FVS for NA (was: FVS Assignment MisMatch)

On Mon, 3 Aug 2015 09:40:13 +0200
Erdenechimeg Myatav <erdeely@gmail.com> wrote:

> ---------- Forwarded message ----------
> From: Erdenechimeg Myatav <erdeely@gmail.com>
> Date: Sun, Aug 2, 2015 at 9:16 PM
> Subject: Re: New Thread - FVS Assignment MisMatch
> To: Greg Eck <greck@postone.net>
> 
> 
> Hi Greg,
> 
> A few comments on some of the issues you raise and some of the
> discrepancies between the various fonts.
> 
> U+1820 - A
> 
> Re point 3, the glyph at I+FVS1 (and M+FVS2 in NSM font)  is only used
> after NNBSP, i.e. it is always the first letter of a word suffix/case.
> Teachers of Mongolian script always refer to this as initial form,
> which is the basis for the coding at I+FVS1. However, in the Unicode
> standard the decision was made to code it as a middle form (basically
> because it appears in the middle of the word), which is why it
> appears at M+FVS2 in some fonts.
> 
> I think the M+FVS2 combination could be omitted, as is done in BS.
> 
> U+1828 - NA

Please point me to the relevant discussion if I have missed an
important discussion about shaping.

My understanding is that the dotting of NA is controlled by its
context.  The rules seem to be slightly complicated, but they appeared
to be as follows:

1) Initial NA has a dot unless it is followed by a consonant.  (The
example I saw was the surprising spelling of the Canotonese name Ng,
with NA and, I think, GA.)

2) Medial NA has a dot before a Mongolian vowel, and not otherwise.

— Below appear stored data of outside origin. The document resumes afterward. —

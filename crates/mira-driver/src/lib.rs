//! Browser automation capability consumed by the harness.
//!
//! The harness treats page automation as an opaque capability behind the
//! [`PageDriver`] contract; the bundled implementation bridges to a Playwright
//! CLI subprocess speaking JSON over argv/stdout.

pub mod markers;
pub mod network;
pub mod page;
pub mod playwright;

pub use network::NetworkConditions;
pub use page::{ConsoleLine, DriverError, DriverResult, PageDriver, SelectorState};
pub use playwright::PlaywrightCliPageDriver;
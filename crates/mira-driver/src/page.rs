use async_trait::async_trait;
use serde::{Deserialize, Serialize};

use crate::network::NetworkConditions;

/// Selector wait target state.
#[derive(Debug, Clone, Copy, PartialEq, Eq, Serialize, Deserialize)]
#[serde(rename_all = "snake_case")]
pub enum SelectorState {
    Visible,
    Hidden,
}

/// One captured browser console line.
#[derive(Debug, Clone, PartialEq, Eq, Serialize, Deserialize)]
pub struct ConsoleLine {
    pub level: String,
    pub text: String,
    pub timestamp_ms: u64,
}

/// Driver-level failure. A deadline exceeded at a wait point is a typed
/// timeout, distinguishable from transport or protocol failure; callers
/// decide whether a timeout is fatal.
#[derive(Debug, Clone, PartialEq, Eq, thiserror::Error)]
pub enum DriverError {
    #[error("timed out after {timeout_ms}ms waiting for {what}")]
    Timeout { what: String, timeout_ms: u64 },
    #[error("page driver failure: {0}")]
    Other(String),
}

impl DriverError {
    pub fn is_timeout(&self) -> bool {
        matches!(self, Self::Timeout { .. })
    }
}

pub type DriverResult<T> = Result<T, DriverError>;

/// Opaque browser automation capability.
///
/// Every wait accepts an explicit timeout; implementations must never block
/// unboundedly. The harness holds this behind `Arc<dyn PageDriver>` so one
/// scripted double can serve an entire scenario suite.
#[async_trait]
pub trait PageDriver: Send + Sync {
    async fn navigate(&self, url: &str) -> DriverResult<()>;
    async fn fill(&self, selector: &str, text: &str) -> DriverResult<()>;
    async fn click(&self, selector: &str) -> DriverResult<()>;
    async fn wait_for_selector(
        &self,
        selector: &str,
        state: SelectorState,
        timeout_ms: u64,
    ) -> DriverResult<()>;
    async fn text_content(&self, selector: &str) -> DriverResult<String>;
    async fn count(&self, selector: &str) -> DriverResult<usize>;
    async fn is_visible(&self, selector: &str) -> DriverResult<bool>;
    async fn evaluate(&self, expression: &str) -> DriverResult<serde_json::Value>;
    async fn screenshot(&self) -> DriverResult<Vec<u8>>;
    async fn emulate_network(&self, conditions: &NetworkConditions) -> DriverResult<()>;
    /// Returns console lines captured since the previous drain.
    async fn drain_console(&self) -> DriverResult<Vec<ConsoleLine>>;
}
/// Returns the current Unix timestamp in milliseconds.
pub fn current_unix_timestamp_ms() -> u64 {
    std::time::SystemTime::now()
        .duration_since(std::time::UNIX_EPOCH)
        .unwrap_or_default()
        .as_millis()
        .try_into()
        .unwrap_or(u64::MAX)
}

#[cfg(test)]
mod tests {
    use super::current_unix_timestamp_ms;

    #[test]
    fn unit_current_unix_timestamp_ms_is_monotonic_enough() {
        let first = current_unix_timestamp_ms();
        let second = current_unix_timestamp_ms();
        assert!(second >= first);
        // Sanity floor: well past 2020-01-01.
        assert!(first > 1_577_836_800_000);
    }
}
//! End-to-end QA harness for the chat-based property-search application.
//!
//! The harness drives the scripted conversation through a [`mira_driver::PageDriver`],
//! fabricates search-result callbacks directly into the shared store through a
//! [`mira_storage::CallbackStore`], and verifies that each callback reaches the
//! UI and is marked processed within its deadlines. [`orchestrator::FlowRunner`]
//! owns the run state machine and always returns a [`results::FlowRunResult`].

pub mod cleanup;
pub mod context;
pub mod conversation;
pub mod devices;
pub mod doubles;
pub mod flow;
pub mod injector;
pub mod orchestrator;
pub mod payloads;
pub mod report;
pub mod results;
pub mod verifier;

pub use cleanup::SessionCleanup;
pub use context::RunContext;
pub use devices::{device_catalogue, DeviceInfo, DeviceProfile};
pub use flow::{property_search_flow, ConversationFlow, ConversationStep};
pub use orchestrator::{run_critical_iterations, CriticalSweep, FlowRunner};
pub use payloads::{bulk_payload, payload_for_iteration};
pub use report::{build_report, QaReport};
pub use results::{FlowRunResult, IterationResult, RunLogEntry, StepResult};
pub use verifier::DeliveryOutcome;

3) Before MVS, NA has a final form, but with a dot.

4) The final form has no dot.

(I don't know the rule before NNBSP.)

I believe the rule is that it is dotted if the next base
character is a Mongolian script vowel, and is undotted otherwise.

> Regarding the forms at M and M+FVS1, the dotted form is used before a
> vowel, whereas the non-dotted form is used before a consonant. The
> letter NA is almost always followed by a vowel, so the dotted form is
> by far the more common. So I think it makes most sense for the dotted
> form to be the basic form and the non-dotted form to be the variant,
> as in NSM and BS.

I believe the rules above cover medial NA within words.  What
exceptions, if any, are there?  The Uyghur script apparently normally
dotted NA; does this have the consequence that in old writings one
might occasionally encounter words with medial NA dotted before a
consonant?

Now, if one writes medial NA in isolation - <ZWJ, NA, ZWJ>, by Rule 2
there will be no dot.  To force the dot, we then need a variation
selector. M + FVS1 does the required job.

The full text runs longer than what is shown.